--- Supplied data ---

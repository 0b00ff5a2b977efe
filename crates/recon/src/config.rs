use serde::Deserialize;

use crate::error::ReconcileError;

// ---------------------------------------------------------------------------
// Top-level config
// ---------------------------------------------------------------------------

#[derive(Debug, Deserialize)]
pub struct ReconcileConfig {
    pub name: String,
    /// Fuzzy-match threshold on the 0–100 similarity scale.
    pub threshold: u8,
    pub baseline: SideConfig,
    pub downstream: SideConfig,
    #[serde(default)]
    pub options: Options,
}

#[derive(Debug, Clone, Deserialize)]
pub struct SideConfig {
    pub file: String,
    pub columns: FieldMapping,
}

// ---------------------------------------------------------------------------
// Field mapping
// ---------------------------------------------------------------------------

/// Semantic role → column name. The engine never guesses column names;
/// the caller resolves them before a run.
#[derive(Debug, Clone, Deserialize)]
pub struct FieldMapping {
    pub material: String,
    pub vendor: String,
    pub consumption: String,
    #[serde(default)]
    pub component: Option<String>,
    #[serde(default)]
    pub description: Option<String>,
    #[serde(default)]
    pub color: Option<String>,
    #[serde(default)]
    pub divisor: Option<String>,
}

// ---------------------------------------------------------------------------
// Options
// ---------------------------------------------------------------------------

/// Independent policy toggles, both off by default.
#[derive(Debug, Clone, Default, Deserialize)]
pub struct Options {
    /// Divide consumption quantities by a whitelisted scale divisor before
    /// comparison.
    #[serde(default)]
    pub normalize_divisor: bool,
    /// Summarize over the first outcome per baseline material key instead
    /// of every row.
    #[serde(default)]
    pub dedup_by_key: bool,
}

// ---------------------------------------------------------------------------
// Parse + Validate
// ---------------------------------------------------------------------------

impl ReconcileConfig {
    pub fn from_toml(input: &str) -> Result<Self, ReconcileError> {
        let config: ReconcileConfig =
            toml::from_str(input).map_err(|e| ReconcileError::ConfigParse(e.to_string()))?;
        config.validate()?;
        Ok(config)
    }

    /// The single precondition gate: anything that fails here is reported
    /// once, before any record is processed.
    pub fn validate(&self) -> Result<(), ReconcileError> {
        if self.threshold > 100 {
            return Err(ReconcileError::ConfigValidation(format!(
                "threshold must be 0-100, got {}",
                self.threshold
            )));
        }

        for (side, mapping) in [("baseline", &self.baseline.columns), ("downstream", &self.downstream.columns)] {
            for (role, column) in [
                ("material", &mapping.material),
                ("vendor", &mapping.vendor),
                ("consumption", &mapping.consumption),
            ] {
                if column.trim().is_empty() {
                    return Err(ReconcileError::ConfigValidation(format!(
                        "{side}: required mapping '{role}' is not resolved to a column name"
                    )));
                }
            }
        }

        if self.options.normalize_divisor
            && self.baseline.columns.divisor.is_none()
            && self.downstream.columns.divisor.is_none()
        {
            return Err(ReconcileError::ConfigValidation(
                "normalize_divisor is enabled but no divisor column is mapped on either side".into(),
            ));
        }

        Ok(())
    }
}

// ---------------------------------------------------------------------------
// Tests
// ---------------------------------------------------------------------------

---

[What is needed] Would you restate the entries word for word, omitting none?

[Your response]
repository 0b00ff5a2b977efe
filename crates/recon/src/config.rs
use serde::Deserialize;

use crate::error::ReconcileError;

// ---------------------------------------------------------------------------
// Top-level config
// ---------------------------------------------------------------------------

#[derive(Debug, Deserialize)]
pub struct ReconcileConfig {
    pub name: String,
    /// Fuzzy-match threshold on the 0–100 similarity scale.
    pub threshold: u8,
    pub baseline: SideConfig,
    pub downstream: SideConfig,
    #[serde(default)]
    pub options: Options,
}

#[derive(Debug, Clone, Deserialize)]
pub struct SideConfig {
    pub file: String,
    pub columns: FieldMapping,
}

// ---------------------------------------------------------------------------
// Field mapping
// ---------------------------------------------------------------------------

/// Semantic role → column name. The engine never guesses column names;
/// the caller resolves them before a run.
#[derive(Debug, Clone, Deserialize)]
pub struct FieldMapping {
    pub material: String,
    pub vendor: String,
    pub consumption: String,
    #[serde(default)]
    pub component: Option<String>,
    #[serde(default)]
    pub description: Option<String>,
    #[serde(default)]
    pub color: Option<String>,
    #[serde(default)]
    pub divisor: Option<String>,
}

// ---------------------------------------------------------------------------
// Options
// ---------------------------------------------------------------------------

/// Independent policy toggles, both off by default.
#[derive(Debug, Clone, Default, Deserialize)]
pub struct Options {
    /// Divide consumption quantities by a whitelisted scale divisor before
    /// comparison.
    #[serde(default)]
    pub normalize_divisor: bool,
    /// Summarize over the first outcome per baseline material key instead
    /// of every row.
    #[serde(default)]
    pub dedup_by_key: bool,
}

// ---------------------------------------------------------------------------
// Parse + Validate
// ---------------------------------------------------------------------------

impl ReconcileConfig {
    pub fn from_toml(input: &str) -> Result<Self, ReconcileError> {
        let config: ReconcileConfig =
            toml::from_str(input).map_err(|e| ReconcileError::ConfigParse(e.to_string()))?;
        config.validate()?;
        Ok(config)
    }

    /// The single precondition gate: anything that fails here is reported
    /// once, before any record is processed.
    pub fn validate(&self) -> Result<(), ReconcileError> {
        if self.threshold > 100 {
            return Err(ReconcileError::ConfigValidation(format!(
                "threshold must be 0-100, got {}",
                self.threshold
            )));
        }

        for (side, mapping) in [("baseline", &self.baseline.columns), ("downstream", &self.downstream.columns)] {
            for (role, column) in [
                ("material", &mapping.material),
                ("vendor", &mapping.vendor),
                ("consumption", &mapping.consumption),
            ] {
                if column.trim().is_empty() {
                    return Err(ReconcileError::ConfigValidation(format!(
                        "{side}: required mapping '{role}' is not resolved to a column name"
                    )));
                }
            }
        }

        if self.options.normalize_divisor
            && self.baseline.columns.divisor.is_none()
            && self.downstream.columns.divisor.is_none()
        {
            return Err(ReconcileError::ConfigValidation(
                "normalize_divisor is enabled but no divisor column is mapped on either side".into(),
            ));
        }

        Ok(())
    }
}

// ---------------------------------------------------------------------------
// Tests
// ---------------------------------------------------------------------------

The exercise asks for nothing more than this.